▶ BRIEF:
Your answer should restate each line of the data below word for word.

(Stored data)
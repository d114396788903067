use crate::entities::{plan, product, seller};
use crate::errors::ServiceError;
use sea_orm::{ColumnTrait, DatabaseConnection, EntityTrait, PaginatorTrait, QueryFilter};
use std::sync::Arc;
use tracing::{debug, instrument};

/// Enforces the per-plan caps on active products and photos per product.
#[derive(Clone)]
pub struct QuotaService {
    db: Arc<DatabaseConnection>,
}

impl QuotaService {
    pub fn new(db: Arc<DatabaseConnection>) -> Self {
        Self { db }
    }

    /// Fails with `QuotaExceeded` when the seller's plan does not allow one
    /// more active product. A negative plan limit means unlimited.
    #[instrument(skip(self))]
    pub async fn ensure_can_create_product(&self, seller_id: &str) -> Result<(), ServiceError> {
        let plan_row = self.plan_for_seller(seller_id).await?;

        if plan_row.is_unlimited() {
            return Ok(());
        }

        let used = product::Entity::find()
            .filter(product::Column::SellerId.eq(seller_id))
            .filter(product::Column::IsActive.eq(true))
            .count(&*self.db)
            .await? as i64;

        debug!(
            seller_id = %seller_id,
            used,
            limit = plan_row.max_products,
            "Product quota check"
        );

        if used >= plan_row.max_products {
            return Err(ServiceError::QuotaExceeded {
                used,
                limit: plan_row.max_products,
            });
        }

        Ok(())
    }

    /// Pure comparison against the plan's per-product photo cap; the only DB
    /// access is the plan lookup.
    #[instrument(skip(self))]
    pub async fn ensure_photo_count(
        &self,
        seller_id: &str,
        submitted: usize,
    ) -> Result<(), ServiceError> {
        let plan_row = self.plan_for_seller(seller_id).await?;

        if !plan_row.allows_photo_count(submitted) {
            return Err(ServiceError::QuotaExceeded {
                used: submitted as i64,
                limit: plan_row.max_photos_per_product,
            });
        }

        Ok(())
    }

    async fn plan_for_seller(&self, seller_id: &str) -> Result<plan::Model, ServiceError> {
        let seller_row = seller::Entity::find_by_id(seller_id)
            .one(&*self.db)
            .await?
            .ok_or_else(|| ServiceError::NotFound(format!("Seller {} not found", seller_id)))?;

        plan::Entity::find_by_id(&seller_row.plan_id)
            .one(&*self.db)
            .await?
            .ok_or_else(|| {
                ServiceError::InternalError(format!(
                    "seller {} references missing plan {}",
                    seller_id, seller_row.plan_id
                ))
            })
    }
}
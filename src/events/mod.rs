use rust_decimal::Decimal;
use serde::{Deserialize, Serialize};
use tokio::sync::mpsc;
use tracing::{info, warn};

#[derive(Debug, Clone)]
pub struct EventSender {
    sender: mpsc::Sender<Event>,
}

impl EventSender {
    /// Creates a new EventSender
    pub fn new(sender: mpsc::Sender<Event>) -> Self {
        Self { sender }
    }

    /// Sends an event asynchronously
    pub async fn send(&self, event: Event) -> Result<(), String> {
        self.sender
            .send(event)
            .await
            .map_err(|e| format!("Failed to send event: {}", e))
    }
}

// Define the various events that can occur in the system.
#[derive(Debug, Clone, Serialize, Deserialize)]
pub enum Event {
    // Checkout events
    CheckoutCompleted {
        buyer_id: String,
        order_ids: Vec<String>,
        total_amount: Decimal,
    },

    // Order events
    OrderCreated(String),

    // Payment events
    ChargeCreated {
        payment_id: String,
        gateway_charge_id: String,
    },
    PaymentConfirmed {
        payment_id: String,
        gateway_charge_id: String,
    },
    PaymentStatusChanged {
        payment_id: String,
        old_status: String,
        new_status: String,
    },

    // Subscription events
    SubscriptionActivated {
        subscription_id: String,
        seller_id: String,
        plan_id: String,
    },
    PlanChanged {
        seller_id: String,
        plan_id: String,
    },

    // Product events
    ProductCreated(String),
}

// Drains the event channel. Handlers here are log-only; downstream consumers
// subscribe by replacing this loop with their own receiver.
pub async fn process_events(mut rx: mpsc::Receiver<Event>) {
    info!("Starting event processing loop");

    while let Some(event) = rx.recv().await {
        match &event {
            Event::CheckoutCompleted {
                buyer_id,
                order_ids,
                total_amount,
            } => {
                info!(
                    buyer_id = %buyer_id,
                    orders = order_ids.len(),
                    total = %total_amount,
                    "Checkout completed"
                );
            }
            Event::PaymentConfirmed {
                payment_id,
                gateway_charge_id,
            } => {
                info!(
                    payment_id = %payment_id,
                    gateway_charge_id = %gateway_charge_id,
                    "Payment confirmed"
                );
            }
            Event::SubscriptionActivated {
                subscription_id,
                seller_id,
                plan_id,
            } => {
                info!(
                    subscription_id = %subscription_id,
                    seller_id = %seller_id,
                    plan_id = %plan_id,
                    "Subscription activated"
                );
            }
            Event::PaymentStatusChanged {
                payment_id,
                old_status,
                new_status,
            } if old_status == new_status => {
                warn!(payment_id = %payment_id, status = %new_status, "Redundant payment status event");
            }
            other => {
                info!("Received event: {:?}", other);
            }
        }
    }

    info!("Event processing loop stopped");
}
pub mod cart_item;
pub mod order;
pub mod order_item;
pub mod payment;
pub mod plan;
pub mod product;
pub mod seller;
pub mod subscription;
pub mod user;

pub use cart_item::Entity as CartItem;
pub use order::Entity as Order;
pub use order_item::Entity as OrderItem;
pub use payment::Entity as Payment;
pub use plan::Entity as Plan;
pub use product::Entity as Product;
pub use seller::Entity as Seller;
pub use subscription::Entity as Subscription;
pub use user::Entity as User;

▶ RESULT BELOW:
repository d114396788903067
use crate::entities::{plan, product, seller};
use crate::errors::ServiceError;
use sea_orm::{ColumnTrait, DatabaseConnection, EntityTrait, PaginatorTrait, QueryFilter};
use std::sync::Arc;
use tracing::{debug, instrument};

/// Enforces the per-plan caps on active products and photos per product.
#[derive(Clone)]
pub struct QuotaService {
    db: Arc<DatabaseConnection>,
}

impl QuotaService {
    pub fn new(db: Arc<DatabaseConnection>) -> Self {
        Self { db }
    }

    /// Fails with `QuotaExceeded` when the seller's plan does not allow one
    /// more active product. A negative plan limit means unlimited.
    #[instrument(skip(self))]
    pub async fn ensure_can_create_product(&self, seller_id: &str) -> Result<(), ServiceError> {
        let plan_row = self.plan_for_seller(seller_id).await?;

        if plan_row.is_unlimited() {
            return Ok(());
        }

        let used = product::Entity::find()
            .filter(product::Column::SellerId.eq(seller_id))
            .filter(product::Column::IsActive.eq(true))
            .count(&*self.db)
            .await? as i64;

        debug!(
            seller_id = %seller_id,
            used,
            limit = plan_row.max_products,
            "Product quota check"
        );

        if used >= plan_row.max_products {
            return Err(ServiceError::QuotaExceeded {
                used,
                limit: plan_row.max_products,
            });
        }

        Ok(())
    }

    /// Pure comparison against the plan's per-product photo cap; the only DB
    /// access is the plan lookup.
    #[instrument(skip(self))]
    pub async fn ensure_photo_count(
        &self,
        seller_id: &str,
        submitted: usize,
    ) -> Result<(), ServiceError> {
        let plan_row = self.plan_for_seller(seller_id).await?;

        if !plan_row.allows_photo_count(submitted) {
            return Err(ServiceError::QuotaExceeded {
                used: submitted as i64,
                limit: plan_row.max_photos_per_product,
            });
        }

        Ok(())
    }

    async fn plan_for_seller(&self, seller_id: &str) -> Result<plan::Model, ServiceError> {
        let seller_row = seller::Entity::find_by_id(seller_id)
            .one(&*self.db)
            .await?
            .ok_or_else(|| ServiceError::NotFound(format!("Seller {} not found", seller_id)))?;

        plan::Entity::find_by_id(&seller_row.plan_id)
            .one(&*self.db)
            .await?
            .ok_or_else(|| {
                ServiceError::InternalError(format!(
                    "seller {} references missing plan {}",
                    seller_id, seller_row.plan_id
                ))
            })
    }
}
filename src/events/mod.rs
use rust_decimal::Decimal;
use serde::{Deserialize, Serialize};
use tokio::sync::mpsc;
use tracing::{info, warn};

#[derive(Debug, Clone)]
pub struct EventSender {
    sender: mpsc::Sender<Event>,
}

impl EventSender {
    /// Creates a new EventSender
    pub fn new(sender: mpsc::Sender<Event>) -> Self {
        Self { sender }
    }

    /// Sends an event asynchronously
    pub async fn send(&self, event: Event) -> Result<(), String> {
        self.sender
            .send(event)
            .await
            .map_err(|e| format!("Failed to send event: {}", e))
    }
}

// Define the various events that can occur in the system.
#[derive(Debug, Clone, Serialize, Deserialize)]
pub enum Event {
    // Checkout events
    CheckoutCompleted {
        buyer_id: String,
        order_ids: Vec<String>,
        total_amount: Decimal,
    },

    // Order events
    OrderCreated(String),

    // Payment events
    ChargeCreated {
        payment_id: String,
        gateway_charge_id: String,
    },
    PaymentConfirmed {
        payment_id: String,
        gateway_charge_id: String,
    },
    PaymentStatusChanged {
        payment_id: String,
        old_status: String,
        new_status: String,
    },

    // Subscription events
    SubscriptionActivated {
        subscription_id: String,
        seller_id: String,
        plan_id: String,
    },
    PlanChanged {
        seller_id: String,
        plan_id: String,
    },

    // Product events
    ProductCreated(String),
}

// Drains the event channel. Handlers here are log-only; downstream consumers
// subscribe by replacing this loop with their own receiver.
pub async fn process_events(mut rx: mpsc::Receiver<Event>) {
    info!("Starting event processing loop");

    while let Some(event) = rx.recv().await {
        match &event {
            Event::CheckoutCompleted {
                buyer_id,
                order_ids,
                total_amount,
            } => {
                info!(
                    buyer_id = %buyer_id,
                    orders = order_ids.len(),
                    total = %total_amount,
                    "Checkout completed"
                );
            }
            Event::PaymentConfirmed {
                payment_id,
                gateway_charge_id,
            } => {
                info!(
                    payment_id = %payment_id,
                    gateway_charge_id = %gateway_charge_id,
                    "Payment confirmed"
                );
            }
            Event::SubscriptionActivated {
                subscription_id,
                seller_id,
                plan_id,
            } => {
                info!(
                    subscription_id = %subscription_id,
                    seller_id = %seller_id,
                    plan_id = %plan_id,
                    "Subscription activated"
                );
            }
            Event::PaymentStatusChanged {
                payment_id,
                old_status,
                new_status,
            } if old_status == new_status => {
                warn!(payment_id = %payment_id, status = %new_status, "Redundant payment status event");
            }
            other => {
                info!("Received event: {:?}", other);
            }
        }
    }

    info!("Event processing loop stopped");
}
pub mod cart_item;
pub mod order;
pub mod order_item;
pub mod payment;
pub mod plan;
pub mod product;
pub mod seller;
pub mod subscription;
pub mod user;

pub use cart_item::Entity as CartItem;
pub use order::Entity as Order;
pub use order_item::Entity as OrderItem;
pub use payment::Entity as Payment;
pub use plan::Entity as Plan;
pub use product::Entity as Product;
pub use seller::Entity as Seller;
pub use subscription::Entity as Subscription;
pub use user::Entity as User;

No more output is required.